Kafka ingestion tutorial

The Kafka indexing service enables you to ingest data into Imply from Apache Kafka. This service offers exactly-once ingestion guarantees as well as the ability to ingest historical data.

You can load data from Kafka in the Druid Console using the Apache Kafka data loader:

data loader kafka

This tutorial guides you through the steps to:

  • Set up an instance of Kafka and create a sample topic called wikipedia.
  • Configure the Druid Kafka indexing service to load data from the Kafka event stream.
  • Load data into the Kafka wikipedia topic.
  • Create a data cube in Imply Pivot.

Before starting

Before you start the steps in this tutorial, ensure that you have access to a running instance of Imply. If you don't, see the Quickstart for information on getting started.

The Druid Kafka indexing service requires access to read from an Apache Kafka topic. If you are running Imply Hybrid (formerly Imply Cloud), consider installing Kafka in the same VPC as your Druid cluster. For more information, see Imply Hybrid Security.

Download and start Kafka

  1. In a terminal window, download Kafka as follows:

    curl -O https://archive.apache.org/dist/kafka/2.5.1/kafka_2.13-2.5.1.tgz
    tar -xzf kafka_2.13-2.5.1.tgz
    cd kafka_2.13-2.5.1

    This directory is referred to as the Kafka home for the rest of this tutorial.

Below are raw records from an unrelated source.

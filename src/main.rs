mod app;
mod commands;
mod components;
mod labels;
mod pages;
mod params;
mod remote;

use app::App;

fn main() {
    leptos::mount::mount_to_body(App);
}
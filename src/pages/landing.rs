use leptos::prelude::*;

use crate::app::use_session;

#[component]
pub fn LandingPage() -> impl IntoView {
    let ctx = use_session();

    view! {
        <div class="page landing-page">
            <section class="hero">
                <h2>"Hunt for exoplanets with machine learning"</h2>
                <p class="page-description">
                    "Feed transit and stellar measurements from the Kepler and TESS missions to trained models and see whether the signal is a planet."
                </p>
                <div class="hero-actions">
                    <Show
                        when=move || ctx.is_authenticated()
                        fallback=|| view! {
                            <a href="/signup" class="btn btn-primary">"Get started"</a>
                            <a href="/login" class="btn btn-secondary">"Log in"</a>
                        }
                    >
                        <a href="/prediction" class="btn btn-primary">"Make a prediction"</a>
                    </Show>
                    <a href="/datasets" class="btn btn-secondary">"Explore the datasets"</a>
                </div>
            </section>

            <div class="card-grid">
                <div class="card">
                    <h3>"Kepler"</h3>
                    <p>"Kepler Objects of Interest: 42 features covering orbit, transit shape, false positive flags and the host star."</p>
                    <a href="/datasets/kepler" class="btn-link">"Kepler parameters"</a>
                </div>
                <div class="card">
                    <h3>"TESS"</h3>
                    <p>"TESS Objects of Interest: 9 planetary and stellar features, classified into disposition codes."</p>
                    <a href="/datasets/tess" class="btn-link">"TESS parameters"</a>
                </div>
            </div>
        </div>
    }
}
use super::{ParamDef, SliderRange, Tier, ValueKind};

pub const KEPLER_REQUIRED: &[&str] = &[
    "koi_period",
    "koi_prad",
    "koi_teq",
    "koi_insol",
    "koi_steff",
    "koi_srad",
];

const fn primary(
    id: &'static str,
    label: &'static str,
    default: f64,
    unit: &'static str,
    range: (f64, f64, f64),
    description: &'static str,
) -> ParamDef {
    ParamDef {
        id,
        label,
        default,
        tier: Tier::Primary,
        kind: ValueKind::Number,
        unit: Some(unit),
        description,
        range: Some(SliderRange {
            min: range.0,
            max: range.1,
            step: range.2,
        }),
    }
}

const fn extra(id: &'static str, label: &'static str, default: f64, description: &'static str) -> ParamDef {
    ParamDef {
        id,
        label,
        default,
        tier: Tier::Extra,
        kind: ValueKind::Number,
        unit: None,
        description,
        range: None,
    }
}

pub const KEPLER_PARAMS: &[ParamDef] = &[
    primary(
        "koi_period",
        "Orbital Period",
        3.52,
        "days",
        (0.0, 500.0, 0.1),
        "Time the planet takes to complete one orbit. Short periods mean close-in orbits such as hot Jupiters; long periods mean wider orbits.",
    ),
    primary(
        "koi_prad",
        "Planet Radius",
        1.96,
        "Earth radii",
        (0.0, 20.0, 0.1),
        "Planet size relative to Earth. Values below 1 suggest rocky planets, values above 10 are usually gas giants.",
    ),
    primary(
        "koi_teq",
        "Equilibrium Temperature",
        1294.0,
        "K",
        (200.0, 3000.0, 10.0),
        "Estimated temperature without an atmosphere, set by orbital distance and stellar luminosity.",
    ),
    primary(
        "koi_insol",
        "Insolation",
        183.6,
        "Earth = 1",
        (0.0, 500.0, 0.1),
        "Stellar flux received relative to Earth. Values near 1 mean Earth-like heating.",
    ),
    primary(
        "koi_steff",
        "Stellar Effective Temperature",
        5455.0,
        "K",
        (2500.0, 10000.0, 50.0),
        "Surface temperature of the host star. Red dwarfs sit around 3000 to 4000 K; blue-white stars exceed 7000 K.",
    ),
    primary(
        "koi_srad",
        "Stellar Radius",
        0.927,
        "Solar radii",
        (0.1, 20.0, 0.1),
        "Host star radius relative to the Sun. Larger stars push the habitable zone outward.",
    ),
    extra("koi_fpflag_nt", "KOI FP Flag NT", 0.0, "Not-transit-like false positive flag."),
    extra("koi_fpflag_ss", "KOI FP Flag SS", 0.0, "Stellar eclipse false positive flag."),
    extra("koi_fpflag_co", "KOI FP Flag CO", 0.0, "Centroid offset flag: the signal may come from a nearby star."),
    extra("koi_fpflag_ec", "KOI FP Flag EC", 0.0, "Ephemeris match flag: the signal matches a known eclipsing binary."),
    extra("koi_period_err1", "KOI Period Err1", 0.00000582, "Upper uncertainty of the orbital period."),
    extra("koi_period_err2", "KOI Period Err2", -0.00000582, "Lower uncertainty of the orbital period."),
    extra("koi_time0bk", "KOI Time0 BK", 134.51415, "Mid-time of the first transit in Barycentric Kepler Julian Date."),
    extra("koi_time0bk_err1", "KOI Time0bk Err1", 0.00041, "Upper uncertainty of the transit mid-time."),
    extra("koi_time0bk_err2", "KOI Time0bk Err2", -0.00041, "Lower uncertainty of the transit mid-time."),
    extra("koi_impact", "KOI Impact", 0.586, "Sky-projected distance between the transit chord and the stellar center, in stellar radii. Near 0 is central, near 1 is grazing."),
    extra("koi_impact_err1", "KOI Impact Err1", 0.115, "Upper uncertainty of the impact parameter."),
    extra("koi_impact_err2", "KOI Impact Err2", -0.115, "Lower uncertainty of the impact parameter."),
    extra("koi_duration", "KOI Duration", 2.8092, "Transit duration in hours."),
    extra("koi_duration_err1", "KOI Duration Err1", 0.0094, "Upper uncertainty of the transit duration."),
    extra("koi_duration_err2", "KOI Duration Err2", -0.0094, "Lower uncertainty of the transit duration."),
    extra("koi_depth", "KOI Depth", 2793.0, "Fraction of starlight blocked during transit, in ppm."),
    extra("koi_depth_err1", "KOI Depth Err1", 29.0, "Upper uncertainty of the transit depth."),
    extra("koi_depth_err2", "KOI Depth Err2", -29.0, "Lower uncertainty of the transit depth."),
    extra("koi_prad_err1", "KOI Planet Radius Err1", 0.11, "Upper uncertainty of the planet radius."),
    extra("koi_prad_err2", "KOI Planet Radius Err2", -0.11, "Lower uncertainty of the planet radius."),
    extra("koi_teq_err1", "KOI Equilibrium Temp Err1", 19.0, "Upper uncertainty of the equilibrium temperature."),
    extra("koi_teq_err2", "KOI Equilibrium Temp Err2", -19.0, "Lower uncertainty of the equilibrium temperature."),
    extra("koi_insol_err1", "KOI Insolation Err1", 5.4, "Upper uncertainty of the insolation."),
    extra("koi_insol_err2", "KOI Insolation Err2", -5.4, "Lower uncertainty of the insolation."),
    extra("koi_model_snr", "KOI Model SNR", 96.2, "Signal-to-noise ratio of the transit model. Above 10 is a reliable detection."),
    extra("koi_tce_plnt_num", "KOI TCE Planet Num", 1.0, "Index of the planet among the threshold crossing events of its star."),
    extra("koi_steff_err1", "KOI Stellar Effective Temp Err1", 81.0, "Upper uncertainty of the stellar temperature."),
    extra("koi_steff_err2", "KOI Stellar Effective Temp Err2", -81.0, "Lower uncertainty of the stellar temperature."),
    extra("koi_slogg", "KOI Stellar Surface Gravity", 4.467, "Base-10 log of the stellar surface gravity. Separates dwarfs from giants."),
    extra("koi_slogg_err1", "KOI Stellar Surface Gravity Err1", 0.064, "Upper uncertainty of log g."),
    extra("koi_slogg_err2", "KOI Stellar Surface Gravity Err2", -0.064, "Lower uncertainty of log g."),
    extra("koi_srad_err1", "KOI Stellar Radius Err1", 0.105, "Upper uncertainty of the stellar radius."),
    extra("koi_srad_err2", "KOI Stellar Radius Err2", -0.105, "Lower uncertainty of the stellar radius."),
    extra("ra", "Right Ascension", 291.93423, "Sky longitude of the star, in degrees."),
    extra("dec", "Declination", 48.141651, "Sky latitude of the star, in degrees."),
    extra("koi_kepmag", "KOI Kepler Magnitude", 15.347, "Brightness in the Kepler band. Lower is brighter."),
];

  2. If you're already running Kafka on the machine you're using for this tutorial, delete or rename the kafka-logs directory in /tmp.

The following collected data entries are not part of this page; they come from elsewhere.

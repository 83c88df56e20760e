//! Cross-cutting handling of failed API calls.
//!
//! Every failure the dispatcher sees goes through [`ResponseRouter::route`],
//! whichever command issued the call. The router turns the failure into a
//! [`Notice`] for the UI and applies the side effects tied to the status
//! (a 401 clears the stored credentials).

use reqwest::StatusCode;
use serde::Serialize;
use tokio::sync::broadcast;
use tracing::{info, warn};

use super::error::ApiError;
use crate::session::SessionHandle;

pub const SESSION_EXPIRED: &str = "Session expired. Please log in again.";
pub const FORBIDDEN: &str = "You don't have permission to perform this action.";
pub const NOT_FOUND: &str = "The requested resource was not found.";
pub const INTERNAL_ERROR: &str = "Internal server error. Please try again later.";
pub const UNAVAILABLE: &str = "Server is temporarily unavailable. Please try again later.";
pub const NETWORK_ERROR: &str = "Network error. Please check your connection.";
pub const UNEXPECTED_RESPONSE: &str = "The server sent a response this app could not read.";

#[derive(Debug, Clone, Copy, PartialEq, Eq, Serialize)]
#[serde(rename_all = "lowercase")]
pub enum NoticeLevel {
    Error,
    /// The request went through but its answer could not be used.
    Warning,
}

/// A user-facing notification, shown as a toast.
#[derive(Debug, Clone, PartialEq, Serialize)]
pub struct Notice {
    pub level: NoticeLevel,
    pub message: String,
    pub status: Option<u16>,
}

impl Notice {
    pub fn error(message: impl Into<String>, status: Option<u16>) -> Self {
        Self {
            level: NoticeLevel::Error,
            message: message.into(),
            status,
        }
    }

    pub fn warning(message: impl Into<String>) -> Self {
        Self {
            level: NoticeLevel::Warning,
            message: message.into(),
            status: None,
        }
    }
}

/// Map a failure to the notice the user sees. Pure; no side effects.
pub fn classify(err: &ApiError) -> Notice {
    match err {
        ApiError::Transport(_) => Notice::error(NETWORK_ERROR, None),
        // Serde text means nothing to the user; it goes to the log only.
        ApiError::Decode(_) => Notice::warning(UNEXPECTED_RESPONSE),
        ApiError::Http { status, body } => {
            let code = Some(status.as_u16());
            let message = match *status {
                StatusCode::UNAUTHORIZED => SESSION_EXPIRED.to_string(),
                StatusCode::FORBIDDEN => FORBIDDEN.to_string(),
                StatusCode::NOT_FOUND => NOT_FOUND.to_string(),
                StatusCode::INTERNAL_SERVER_ERROR => INTERNAL_ERROR.to_string(),
                StatusCode::BAD_GATEWAY
                | StatusCode::SERVICE_UNAVAILABLE
                | StatusCode::GATEWAY_TIMEOUT => UNAVAILABLE.to_string(),
                _ => body
                    .as_ref()
                    .and_then(|b| b.detail_message())
                    .unwrap_or_else(|| format!("Error: {}", err)),
            };
            Notice::error(message, code)
        }
    }
}

#[derive(Clone)]
pub struct ResponseRouter {
    session: SessionHandle,
    notices: broadcast::Sender<Notice>,
}

impl ResponseRouter {
    pub fn new(session: SessionHandle, notices: broadcast::Sender<Notice>) -> Self {
        Self { session, notices }
    }

    pub fn subscribe(&self) -> broadcast::Receiver<Notice> {
        self.notices.subscribe()
    }

    /// Publish the notice for `err` and apply its side effects.
    pub fn route(&self, err: &ApiError) -> Notice {
        let notice = classify(err);
        warn!("API call failed: {} ({})", err, notice.message);

        if err.status() == Some(StatusCode::UNAUTHORIZED) {
            info!("Received 401, clearing stored credentials");
            if let Err(e) = self.session.clear() {
                warn!("Failed to clear credentials after 401: {}", e);
            }
        }

        // No subscribers (e.g. before the UI attaches) is not an error.
        let _ = self.notices.send(notice.clone());
        notice
    }
}

#[cfg(test)]
mod tests {
    use super::*;
    use crate::api::types::{Detail, ErrorBody};
    use crate::session::{MemoryStorage, Session, SessionStore};

    fn http(status: u16, detail: Option<&str>) -> ApiError {
        ApiError::Http {
            status: StatusCode::from_u16(status).unwrap(),
            body: detail.map(|d| ErrorBody {
                detail: Some(Detail::Text(d.to_string())),
                message: None,
            }),
        }
    }

    #[test]
    fn test_status_table() {
        assert_eq!(classify(&http(401, None)).message, SESSION_EXPIRED);
        assert_eq!(classify(&http(403, None)).message, FORBIDDEN);
        assert_eq!(classify(&http(404, Some("Prediction not found"))).message, NOT_FOUND);
        assert_eq!(classify(&http(500, None)).message, INTERNAL_ERROR);
        for status in [502, 503, 504] {
            assert_eq!(classify(&http(status, None)).message, UNAVAILABLE);
        }
    }

    #[test]
    fn test_other_status_uses_detail_then_generic() {
        assert_eq!(
            classify(&http(400, Some("Email already registered"))).message,
            "Email already registered"
        );
        assert_eq!(
            classify(&http(422, None)).message,
            "Error: Request failed with status code 422"
        );
        assert_eq!(classify(&http(409, None)).status, Some(409));
    }

    #[test]
    fn test_decode_failure_hides_serde_text() {
        let notice = classify(&ApiError::Decode(
            "missing field `total` at line 1 column 13".to_string(),
        ));
        assert_eq!(notice.level, NoticeLevel::Warning);
        assert_eq!(notice.message, UNEXPECTED_RESPONSE);
        assert_eq!(notice.status, None);
    }

    #[test]
    fn test_route_401_clears_session_and_publishes() {
        let session = SessionStore::open(MemoryStorage::new());
        session
            .establish(Session {
                token: "tok".into(),
                user_id: 1,
            })
            .unwrap();
        let (tx, mut rx) = broadcast::channel(8);
        let router = ResponseRouter::new(session.clone(), tx);

        router.route(&http(401, Some("Could not validate credentials")));

        assert!(!session.is_authenticated());
        let notice = rx.try_recv().unwrap();
        assert_eq!(notice.message, SESSION_EXPIRED);
        assert_eq!(notice.status, Some(401));
    }

    #[test]
    fn test_route_other_errors_keep_session() {
        let session = SessionStore::open(MemoryStorage::new());
        session
            .establish(Session {
                token: "tok".into(),
                user_id: 1,
            })
            .unwrap();
        let (tx, _rx) = broadcast::channel(8);
        let router = ResponseRouter::new(session.clone(), tx);

        for status in [403, 404, 500, 503] {
            router.route(&http(status, None));
        }
        assert!(session.is_authenticated());
    }
}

    Imply and Kafka both rely on Apache ZooKeeper to coordinate and manage services. Because Imply is already running, Kafka attaches to the Imply ZooKeeper instance when it starts up.
    In a production environment where you're running Imply and Kafka on different machines, start the Kafka ZooKeeper before you start the Kafka broker.

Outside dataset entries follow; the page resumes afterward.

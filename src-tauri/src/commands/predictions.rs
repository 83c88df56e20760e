//! Tauri commands for the Kepler and TESS prediction endpoints.
//!
//! Failures have already been routed (toast, 401 logout) by the time they
//! reach these commands; what is returned here is the per-call message.

use std::collections::HashMap;

use tauri::State;
use tracing::warn;

use crate::api::{PredictionOutcome, PredictionPage, PredictionRecord};
use crate::params::Dataset;
use crate::state::AppState;

#[tauri::command]
pub async fn predict(
    state: State<'_, AppState>,
    dataset: Dataset,
    values: HashMap<String, Option<f64>>,
) -> Result<PredictionOutcome, String> {
    state.predict(dataset, &values).await.map_err(|e| {
        warn!("{} prediction failed: {}", dataset.name(), e);
        e.to_string()
    })
}

#[tauri::command]
pub async fn list_predictions(
    state: State<'_, AppState>,
    dataset: Dataset,
    skip: Option<u32>,
    limit: Option<u32>,
) -> Result<PredictionPage, String> {
    state
        .list_predictions(dataset, skip, limit)
        .await
        .map_err(String::from)
}

#[tauri::command]
pub async fn get_prediction(
    state: State<'_, AppState>,
    dataset: Dataset,
    prediction_id: String,
) -> Result<PredictionRecord, String> {
    state
        .get_prediction(dataset, &prediction_id)
        .await
        .map_err(String::from)
}

#[tauri::command]
pub async fn delete_prediction(
    state: State<'_, AppState>,
    dataset: Dataset,
    prediction_id: String,
) -> Result<(), String> {
    state
        .delete_prediction(dataset, &prediction_id)
        .await
        .map_err(String::from)
}
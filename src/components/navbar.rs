use leptos::prelude::*;
use leptos_router::hooks::use_navigate;
use wasm_bindgen_futures::spawn_local;

use crate::app::use_session;
use crate::commands;
use crate::components::toast::use_toasts;

#[component]
pub fn Navbar() -> impl IntoView {
    let ctx = use_session();
    let toasts = use_toasts();
    let navigate = use_navigate();

    let do_logout = move |_| {
        let navigate = navigate.clone();
        spawn_local(async move {
            match commands::logout().await {
                Ok(()) => toasts.success("Logged out"),
                Err(e) => toasts.error(format!("Logout incomplete: {}", e)),
            }
            // The session is gone from memory either way
            ctx.session.set(None);
            navigate("/", Default::default());
        });
    };

    view! {
        <nav class="navbar">
            <a href="/" class="navbar-brand">
                <span class="navbar-title">"Exoscope"</span>
                <span class="navbar-subtitle">"Kepler & TESS exoplanet predictions"</span>
            </a>
            <ul class="nav-list">
                <Show
                    when=move || ctx.is_authenticated()
                    fallback=|| view! {
                        <li class="nav-item"><a href="/datasets" class="nav-link">"Datasets"</a></li>
                        <li class="nav-item"><a href="/docs" class="nav-link">"Docs"</a></li>
                        <li class="nav-item"><a href="/login" class="nav-link">"Log in"</a></li>
                        <li class="nav-item"><a href="/signup" class="nav-link nav-cta">"Sign up"</a></li>
                    }
                >
                    <li class="nav-item"><a href="/home" class="nav-link">"Home"</a></li>
                    <li class="nav-item"><a href="/prediction" class="nav-link">"Predict"</a></li>
                    <li class="nav-item"><a href="/datasets" class="nav-link">"Datasets"</a></li>
                    <li class="nav-item"><a href="/docs" class="nav-link">"Docs"</a></li>
                    <li class="nav-item"><a href="/settings" class="nav-link">"Settings"</a></li>
                    <li class="nav-item">
                        <span class="nav-user">
                            {move || ctx.session.get()
                                .and_then(|s| s.display_name)
                                .unwrap_or_else(|| "Signed in".to_string())}
                        </span>
                    </li>
                    <li class="nav-item">
                        <button class="btn btn-small" on:click=do_logout.clone()>"Log out"</button>
                    </li>
                </Show>
            </ul>
        </nav>
    }
}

  3. In the Kafka root directory, run this command to start a Kafka broker:

    ./bin/kafka-server-start.sh config/server.properties
  4. In a new terminal window, navigate to the Kafka root directory and run the following command to create a Kafka topic called wikipedia:

    ./bin/kafka-topics.sh --create --bootstrap-server localhost:9092 --replication-factor 1 --partitions 1 --topic wikipedia

    Kafka returns a message when it successfully adds the topic: Created topic wikipedia.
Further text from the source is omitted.